Title: Non-ASCII environment variables are encoded incorrectly in os.environ
Type: Severity: normal
Components: Versions:
Status: closed Resolution: fixed
Dependencies: Superseder:
Assigned To: Nosy List: amak, fwierzbicki, pekka.klarck, zyasoft
Priority: Keywords:

Created on 2012-02-17.22:45:43 by pekka.klarck, last changed 2015-03-17.14:22:09 by zyasoft.

msg6782 (view) Author: Pekka Klärck (pekka.klarck) Date: 2012-02-17.22:45:42
On my Linux machine with UTF-8 system encoding I got the following:

$ a=ä python
Python 2.6.6 (r266:84292, Sep 15 2010, 15:52:39) 
[GCC 4.4.5] on linux2
Type "help", "copyright", "credits" or "license" for more information.
>>> import os
>>> os.environ['a']
>>> _.decode('UTF-8')

$ a=ä jython
Jython 2.5.2 (Release_2_5_2:7206, Mar 2 2011, 23:12:06) 
[Java HotSpot(TM) Server VM (Sun Microsystems Inc.)] on java1.6.0_21
Type "help", "copyright", "credits" or "license" for more information.
>>> import os
>>> os.environ['a']

I have seen Jython to return similarly wrong bytes earlier (e.g. #1592 and #1593) and know that I can decode them using this hack:

>>> from java.lang import String
>>> String(os.environ['a']).toString()

The problem is that if I set environment variables myself and encode them correctly, using the hack doesn't work:

>>> os.environ['b'] = u'\xe4'.encode('UTF-8')
>>> String(os.environ['b']).toString()

In other words I needed to know has the value been set before or during the execution. It turns out that I actually can do that using using java.lang.System.getenv which only knows about the former:

>>> from java.lang.System import getenv
>>> getenv('a')
>>> getenv('b') is None

Notice also how getenv above returned the correct value as Unicode.
msg6830 (view) Author: Alan Kennedy (amak) Date: 2012-03-19.18:18:19
What is the setting of "python.console.encoding" in your registry file?

Is it set to the actual encoding of your shell?

Note also that you should really be passing an encoding to the String constructor when decoding from bytes, i.e.

>>> os.environ['b'] = u'\xe4'.encode('UTF-8')
>>> String(os.environ['b'], "UTF-8").toString()

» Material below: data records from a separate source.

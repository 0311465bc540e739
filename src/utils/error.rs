use thiserror::Error;

#[derive(Error, Debug)]
pub enum ReleaseError {
    #[error("HTTP request failed: {0}")]
    HttpError(#[from] reqwest::Error),

    #[error("IO error: {0}")]
    IoError(#[from] std::io::Error),

    #[error("Serialization error: {0}")]
    SerializationError(#[from] serde_json::Error),

    #[error("Invalid glob pattern: {0}")]
    GlobError(#[from] glob::PatternError),

    #[error("Invalid URL: {0}")]
    UrlError(#[from] url::ParseError),

    #[error("Configuration error: {message}")]
    ConfigError { message: String },

    #[error("Invalid value for '{field}': '{value}' ({reason})")]
    InvalidConfigValueError {
        field: String,
        value: String,
        reason: String,
    },

    #[error("Missing required configuration: {field}")]
    MissingConfigError { field: String },

    #[error("Validation error: {message}")]
    ValidationError { message: String },

    #[error("Template error: {message}")]
    TemplateError { message: String },

    #[error("GitLab API error ({status}) at {endpoint}: {message}")]
    ApiError {
        endpoint: String,
        status: u16,
        message: String,
    },

    #[error("Invalid GitLab token")]
    InvalidTokenError,

    #[error("Project '{project_path}' not found on {gitlab_url}")]
    MissingProjectError {
        project_path: String,
        gitlab_url: String,
    },

    #[error("Token has no push permission on project '{project_path}'")]
    NoPushPermissionError { project_path: String },
}

#[derive(Debug, Clone, Copy, PartialEq, Eq)]
pub enum ErrorCategory {
    Network,
    Configuration,
    Authentication,
    Asset,
    Internal,
}

#[derive(Debug, Clone, Copy, PartialEq, Eq, PartialOrd, Ord)]
pub enum ErrorSeverity {
    Low,
    Medium,
    High,
    Critical,
}

impl ReleaseError {
    pub fn category(&self) -> ErrorCategory {
        match self {
            ReleaseError::HttpError(_) | ReleaseError::ApiError { .. } => ErrorCategory::Network,
            ReleaseError::ConfigError { .. }
            | ReleaseError::InvalidConfigValueError { .. }
            | ReleaseError::MissingConfigError { .. }
            | ReleaseError::TemplateError { .. }
            | ReleaseError::UrlError(_)
            | ReleaseError::GlobError(_) => ErrorCategory::Configuration,
            ReleaseError::InvalidTokenError
            | ReleaseError::MissingProjectError { .. }
            | ReleaseError::NoPushPermissionError { .. } => ErrorCategory::Authentication,
            ReleaseError::IoError(_) | ReleaseError::ValidationError { .. } => ErrorCategory::Asset,
            ReleaseError::SerializationError(_) => ErrorCategory::Internal,
        }
    }

    pub fn severity(&self) -> ErrorSeverity {
        match self {
            ReleaseError::HttpError(e) if e.is_timeout() || e.is_connect() => ErrorSeverity::Medium,
            ReleaseError::ApiError { status, .. } if *status == 429 || *status >= 500 => {
                ErrorSeverity::Medium
            }
            ReleaseError::SerializationError(_) => ErrorSeverity::Critical,
            _ => ErrorSeverity::High,
        }
    }

    /// 針對錯誤類型給出修復建議
    pub fn recovery_suggestion(&self) -> String {
        match self {
            ReleaseError::HttpError(_) => {
                "Check network connectivity and the GitLab URL, then retry".to_string()
            }
            ReleaseError::ApiError { status, .. } if *status >= 500 => {
                "GitLab returned a server error; retry the release later".to_string()
            }
            ReleaseError::ApiError { .. } => {
                "Inspect the GitLab API response above and fix the request data".to_string()
            }
            ReleaseError::InvalidTokenError => {
                "Set a valid token in GL_TOKEN or GITLAB_TOKEN".to_string()
            }
            ReleaseError::MissingConfigError { field } => {
                format!("Provide a value for '{}'", field)
            }
            ReleaseError::MissingProjectError { .. } => {
                "Check repository_url and gitlab_url point at the same project".to_string()
            }
            ReleaseError::NoPushPermissionError { .. } => {
                "Grant the token at least Developer access to the project".to_string()
            }
            ReleaseError::ValidationError { .. } => {
                "Rename the generic package, version or file to match GitLab's naming rules"
                    .to_string()
            }
            ReleaseError::TemplateError { .. } => {
                "Use only nextRelease.*, branch.name or env.* placeholders".to_string()
            }
            ReleaseError::IoError(_) => "Check the asset paths and file permissions".to_string(),
            _ => "Review the plugin configuration".to_string(),
        }
    }

    pub fn user_friendly_message(&self) -> String {
        match self.category() {
            ErrorCategory::Network => format!("Could not talk to GitLab: {}", self),
            ErrorCategory::Configuration => format!("Configuration problem: {}", self),
            ErrorCategory::Authentication => format!("Access problem: {}", self),
            ErrorCategory::Asset => format!("Release asset problem: {}", self),
            ErrorCategory::Internal => format!("Unexpected internal error: {}", self),
        }
    }
}

pub type Result<T> = std::result::Result<T, ReleaseError>;
use serde::{Deserialize, Serialize};
use std::collections::HashMap;
use std::path::PathBuf;

pub const RELEASE_NAME: &str = "GitLab release";

/// 宿主發佈流程提供的上下文
#[derive(Debug, Clone)]
pub struct ReleaseContext {
    pub cwd: PathBuf,
    pub env: HashMap<String, String>,
    pub repository_url: String,
    pub branch: BranchInfo,
    pub next_release: NextRelease,
}

impl ReleaseContext {
    pub fn env_var(&self, name: &str) -> Option<&str> {
        self.env
            .get(name)
            .map(String::as_str)
            .filter(|v| !v.is_empty())
    }

    pub fn is_gitlab_ci(&self) -> bool {
        self.env_var("GITLAB_CI") == Some("true")
    }
}

#[derive(Debug, Clone)]
pub struct BranchInfo {
    pub name: String,
}

#[derive(Debug, Clone)]
pub struct NextRelease {
    pub version: String,
    pub git_tag: String,
    pub git_head: String,
    pub name: Option<String>,
    pub notes: Option<String>,
    pub channel: Option<String>,
}

/// 發佈結果，回傳給宿主流程
#[derive(Debug, Clone, PartialEq, Eq, Serialize, Deserialize)]
pub struct ReleaseInfo {
    pub name: String,
    pub url: String,
}

/// 已上傳（或外部提供）的資產，尚未解析成最終連結
#[derive(Debug, Clone, Default, PartialEq, Eq)]
pub struct UploadedAsset {
    pub label: Option<String>,
    pub alt: Option<String>,
    pub url: Option<String>,
    pub raw_url: Option<String>,
    pub full_path: Option<String>,
    pub link_type: Option<String>,
    pub filepath: Option<String>,
}

#[derive(Debug, Clone, PartialEq, Eq, Serialize, Deserialize)]
pub struct ReleaseLink {
    pub name: String,
    pub url: String,
    #[serde(skip_serializing_if = "Option::is_none")]
    pub link_type: Option<String>,
    #[serde(skip_serializing_if = "Option::is_none")]
    pub direct_asset_path: Option<String>,
}

#[derive(Debug, Clone, PartialEq, Eq, Serialize, Deserialize)]
pub struct ReleaseAssets {
    pub links: Vec<ReleaseLink>,
}

#[derive(Debug, Clone, PartialEq, Eq, Serialize, Deserialize)]
pub struct ReleasePayload {
    pub tag_name: String,
    pub description: String,
    #[serde(skip_serializing_if = "Vec::is_empty", default)]
    pub milestones: Vec<String>,
    pub assets: ReleaseAssets,
}

/// `POST /projects/:id/uploads` 的回應
#[derive(Debug, Clone, Deserialize)]
pub struct ProjectUploadResponse {
    pub url: String,
    pub alt: Option<String>,
    pub full_path: Option<String>,
}

#[derive(Debug, Clone, Deserialize)]
pub struct ProjectAccess {
    pub access_level: u32,
}

#[derive(Debug, Clone, Default, Deserialize)]
pub struct ProjectPermissions {
    pub project_access: Option<ProjectAccess>,
    pub group_access: Option<ProjectAccess>,
}

#[derive(Debug, Clone, Deserialize)]
pub struct ProjectResponse {
    #[serde(default)]
    pub permissions: ProjectPermissions,
}
use anyhow::Result;
use gitlab_release::core::ReleasePlugin;
use gitlab_release::{
    AssetDefinition, AssetSpec, BranchInfo, GitlabPublisher, LocalStorage, NextRelease,
    PathPatterns, PluginConfig, ReleaseContext, ReleaseEngine, ReleaseError,
};
use httpmock::prelude::*;
use std::collections::HashMap;
use tempfile::TempDir;

fn release_context(server: &MockServer, dir: &TempDir, notes: Option<&str>) -> ReleaseContext {
    let mut env = HashMap::new();
    env.insert("GL_TOKEN".to_string(), "test-token".to_string());

    ReleaseContext {
        cwd: dir.path().to_path_buf(),
        env,
        repository_url: format!("{}/owner/repo.git", server.base_url()),
        branch: BranchInfo {
            name: "main".to_string(),
        },
        next_release: NextRelease {
            version: "1.2.0".to_string(),
            git_tag: "v1.2.0".to_string(),
            git_head: "0123abcd".to_string(),
            name: Some("v1.2.0".to_string()),
            notes: notes.map(str::to_string),
            channel: None,
        },
    }
}

fn plugin_config(server: &MockServer, assets: Vec<AssetSpec>) -> PluginConfig {
    PluginConfig {
        gitlab_url: Some(server.base_url()),
        assets,
        retry_limit: Some(0),
        retry_delay_ms: Some(1),
        ..Default::default()
    }
}

fn asset_dir() -> Result<TempDir> {
    let dir = TempDir::new()?;
    std::fs::create_dir_all(dir.path().join("dist"))?;
    std::fs::write(dir.path().join("dist/app.zip"), b"zip-bytes")?;
    std::fs::write(dir.path().join("dist/cli-linux"), b"elf-bytes")?;
    Ok(dir)
}

#[tokio::test]
async fn test_publish_without_assets_uses_tag_as_description() -> Result<()> {
    let dir = asset_dir()?;
    let server = MockServer::start();

    let release_mock = server.mock(|when, then| {
        when.method(POST)
            .path_contains("/releases")
            .header("private-token", "test-token")
            .body_contains(r#""tag_name":"v1.2.0""#)
            .body_contains(r#""description":"v1.2.0""#)
            .body_contains(r#""links":[]"#);
        then.status(201).json_body(serde_json::json!({"tag_name": "v1.2.0"}));
    });

    let publisher = GitlabPublisher::new(
        plugin_config(&server, vec![]),
        LocalStorage::new(dir.path()),
    );
    let info = publisher
        .publish(&release_context(&server, &dir, None))
        .await?;

    release_mock.assert();
    assert_eq!(info.name, "GitLab release");
    assert_eq!(
        info.url,
        format!("{}/owner/repo/-/releases/v1.2.0", server.base_url())
    );
    Ok(())
}

#[tokio::test]
async fn test_publish_uploads_project_file_and_links_external_url() -> Result<()> {
    let dir = asset_dir()?;
    let server = MockServer::start();

    let upload_mock = server.mock(|when, then| {
        when.method(POST)
            .path_contains("/uploads")
            .header("private-token", "test-token")
            .body_contains(r#"filename="app.zip""#)
            .body_contains("zip-bytes");
        then.status(201).json_body(serde_json::json!({
            "alt": "app.zip",
            "url": "/uploads/abc123/app.zip",
            "full_path": "/-/project/7/uploads/abc123/app.zip",
            "markdown": "[app.zip](/uploads/abc123/app.zip)"
        }));
    });

    let uploaded_link = format!(
        r#"{{"name":"App archive","url":"{}/-/project/7/uploads/abc123/app.zip","link_type":"package"}}"#,
        server.base_url()
    );
    let release_mock = server.mock(|when, then| {
        when.method(POST)
            .path_contains("/releases")
            .body_contains(r###""description":"## Features\n\n* shiny""###)
            .body_contains(uploaded_link.as_str())
            .body_contains(
                r#"{"name":"Docs v1.2.0","url":"https://docs.example.com/1.2.0","link_type":"runbook"}"#,
            );
        then.status(201).json_body(serde_json::json!({"tag_name": "v1.2.0"}));
    });

    let assets = vec![
        AssetSpec::Detailed(AssetDefinition {
            path: Some(PathPatterns::One("dist/app.zip".to_string())),
            label: Some("App archive".to_string()),
            link_type: Some("package".to_string()),
            ..Default::default()
        }),
        AssetSpec::Detailed(AssetDefinition {
            url: Some("https://docs.example.com/${nextRelease.version}".to_string()),
            label: Some("Docs ${nextRelease.gitTag}".to_string()),
            link_type: Some("runbook".to_string()),
            ..Default::default()
        }),
    ];

    let publisher = GitlabPublisher::new(
        plugin_config(&server, assets),
        LocalStorage::new(dir.path()),
    );
    publisher
        .publish(&release_context(&server, &dir, Some("## Features\n\n* shiny")))
        .await?;

    upload_mock.assert();
    release_mock.assert();
    Ok(())
}

#[tokio::test]
async fn test_publish_generic_package() -> Result<()> {
    let dir = asset_dir()?;
    let server = MockServer::start();

    let package_mock = server.mock(|when, then| {
        when.method(PUT)
            .path_contains("/packages/generic/cli/1.2.0/cli-linux-v1.2.0")
            .query_param("status", "hidden")
            .query_param("select", "package_file")
            .body("elf-bytes");
        then.status(201).json_body(serde_json::json!({
            "id": 1,
            "file": {"url": "https://storage.example.com/cli-linux-v1.2.0"}
        }));
    });

    let release_mock = server.mock(|when, then| {
        when.method(POST)
            .path_contains("/releases")
            .body_contains(r#""name":"cli-linux-v1.2.0""#)
            .body_contains("/packages/generic/cli/1.2.0/cli-linux-v1.2.0\"")
            .body_contains(r#""link_type":"package""#)
            .body_contains(r#""direct_asset_path":"/bin/cli""#);
        then.status(201).json_body(serde_json::json!({"tag_name": "v1.2.0"}));
    });

    let assets = vec![AssetSpec::Detailed(AssetDefinition {
        path: Some(PathPatterns::One("dist/cli-linux".to_string())),
        label: Some("cli-linux-${nextRelease.gitTag}".to_string()),
        target: Some("generic_package".to_string()),
        status: Some("hidden".to_string()),
        package_name: Some("cli".to_string()),
        filepath: Some("/bin/cli".to_string()),
        ..Default::default()
    })];

    let publisher = GitlabPublisher::new(
        plugin_config(&server, assets),
        LocalStorage::new(dir.path()),
    );
    publisher
        .publish(&release_context(&server, &dir, None))
        .await?;

    package_mock.assert();
    release_mock.assert();
    Ok(())
}

#[tokio::test]
async fn test_invalid_generic_package_fails_before_any_upload() -> Result<()> {
    let dir = asset_dir()?;
    let server = MockServer::start();

    let upload_mock = server.mock(|when, then| {
        when.method(POST).path_contains("/uploads");
        then.status(201).json_body(serde_json::json!({"alt": "x", "url": "/uploads/x"}));
    });
    let release_mock = server.mock(|when, then| {
        when.method(POST).path_contains("/releases");
        then.status(201);
    });

    let assets = vec![
        AssetSpec::Path("dist/app.zip".to_string()),
        AssetSpec::Detailed(AssetDefinition {
            path: Some(PathPatterns::One("dist/cli-linux".to_string())),
            target: Some("generic_package".to_string()),
            package_name: Some("my package".to_string()),
            ..Default::default()
        }),
    ];

    let publisher = GitlabPublisher::new(
        plugin_config(&server, assets),
        LocalStorage::new(dir.path()),
    );
    let err = publisher
        .publish(&release_context(&server, &dir, None))
        .await
        .unwrap_err();

    assert!(matches!(err, ReleaseError::ValidationError { .. }));
    upload_mock.assert_hits(0);
    release_mock.assert_hits(0);
    Ok(())
}

#[tokio::test]
async fn test_missing_assets_are_skipped() -> Result<()> {
    let dir = asset_dir()?;
    let server = MockServer::start();

    let upload_mock = server.mock(|when, then| {
        when.method(POST).path_contains("/uploads");
        then.status(201);
    });
    let release_mock = server.mock(|when, then| {
        when.method(POST)
            .path_contains("/releases")
            .body_contains(r#""links":[]"#);
        then.status(201).json_body(serde_json::json!({}));
    });

    let assets = vec![
        AssetSpec::Path("dist/does-not-exist.zip".to_string()),
        AssetSpec::Path("dist".to_string()),
    ];

    let publisher = GitlabPublisher::new(
        plugin_config(&server, assets),
        LocalStorage::new(dir.path()),
    );
    publisher
        .publish(&release_context(&server, &dir, None))
        .await?;

    upload_mock.assert_hits(0);
    release_mock.assert();
    Ok(())
}

#[tokio::test]
async fn test_upload_failure_aborts_release() -> Result<()> {
    let dir = asset_dir()?;
    let server = MockServer::start();

    let upload_mock = server.mock(|when, then| {
        when.method(POST).path_contains("/uploads");
        then.status(500)
            .json_body(serde_json::json!({"message": "500 Internal Server Error"}));
    });
    let release_mock = server.mock(|when, then| {
        when.method(POST).path_contains("/releases");
        then.status(201);
    });

    let publisher = GitlabPublisher::new(
        plugin_config(&server, vec![AssetSpec::Path("dist/*".to_string())]),
        LocalStorage::new(dir.path()),
    );
    let err = publisher
        .publish(&release_context(&server, &dir, None))
        .await
        .unwrap_err();

    assert!(matches!(err, ReleaseError::ApiError { status: 500, .. }));
    assert!(upload_mock.hits() >= 1);
    release_mock.assert_hits(0);
    Ok(())
}

#[tokio::test]
async fn test_release_api_error_is_surfaced() -> Result<()> {
    let dir = asset_dir()?;
    let server = MockServer::start();

    server.mock(|when, then| {
        when.method(GET).path_contains("/api/v4/projects/");
        then.status(200).json_body(serde_json::json!({
            "permissions": {"project_access": {"access_level": 40}, "group_access": null}
        }));
    });
    let release_mock = server.mock(|when, then| {
        when.method(POST)
            .path_contains("/releases")
            .body_contains(r#""milestones":["1.2.0"]"#);
        then.status(409)
            .json_body(serde_json::json!({"message": "Release already exists"}));
    });

    let mut config = plugin_config(&server, vec![]);
    config.milestones = vec!["${nextRelease.version}".to_string()];

    let engine = ReleaseEngine::new(GitlabPublisher::new(config, LocalStorage::new(dir.path())));
    let err = engine
        .run(&release_context(&server, &dir, None))
        .await
        .unwrap_err();

    release_mock.assert();
    match err {
        ReleaseError::ApiError {
            status, message, ..
        } => {
            assert_eq!(status, 409);
            assert_eq!(message, "Release already exists");
        }
        other => panic!("unexpected error: {other:?}"),
    }
    Ok(())
}

#[tokio::test]
async fn test_publish_with_job_token_sends_job_token_header() -> Result<()> {
    let dir = asset_dir()?;
    let server = MockServer::start();

    let upload_mock = server.mock(|when, then| {
        when.method(POST)
            .path_contains("/uploads")
            .header("job-token", "ci-job-token");
        then.status(201).json_body(serde_json::json!({
            "alt": "app.zip",
            "url": "/uploads/abc123/app.zip"
        }));
    });
    let release_mock = server.mock(|when, then| {
        when.method(POST)
            .path_contains("/releases")
            .header("job-token", "ci-job-token")
            .body_contains(r#""name":"app.zip""#);
        then.status(201).json_body(serde_json::json!({"tag_name": "v1.2.0"}));
    });

    let mut config = plugin_config(&server, vec![AssetSpec::Path("dist/app.zip".to_string())]);
    config.use_job_token = true;
    let mut context = release_context(&server, &dir, None);
    context
        .env
        .insert("CI_JOB_TOKEN".to_string(), "ci-job-token".to_string());

    let publisher = GitlabPublisher::new(config, LocalStorage::new(dir.path()));
    publisher.publish(&context).await?;

    upload_mock.assert();
    release_mock.assert();
    Ok(())
}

If you don't specify an encoding, the bytes are unlikely to be decoded properly.
msg7799 (view) Author: Frank Wierzbicki (fwierzbicki) Date: 2013-02-26.18:27:45
No answer in a long time, closing as out of date.
msg7815 (view) Author: Pekka Klärck (pekka.klarck) Date: 2013-02-26.21:29:35
Sorry, hadn't noticed Alan's question. Where is the registry file stored? I certainly haven't touched it.
msg7816 (view) Author: Pekka Klärck (pekka.klarck) Date: 2013-02-26.21:32:24
Found the registry. "python.console.encoding" is commented out.
msg7817 (view) Author: Frank Wierzbicki (fwierzbicki) Date: 2013-02-26.22:00:11
Pekka: by default it is commented out, I think Alan is suggesting that you specify an encoding. Opening back up.
msg9331 (view) Author: Jim Baker (zyasoft) Date: 2015-01-07.06:50:02
Behavior as of - note that a unicode object is now returned, not a str

$ a=ä jython27 -c "import os; print repr(os.environ['a'])"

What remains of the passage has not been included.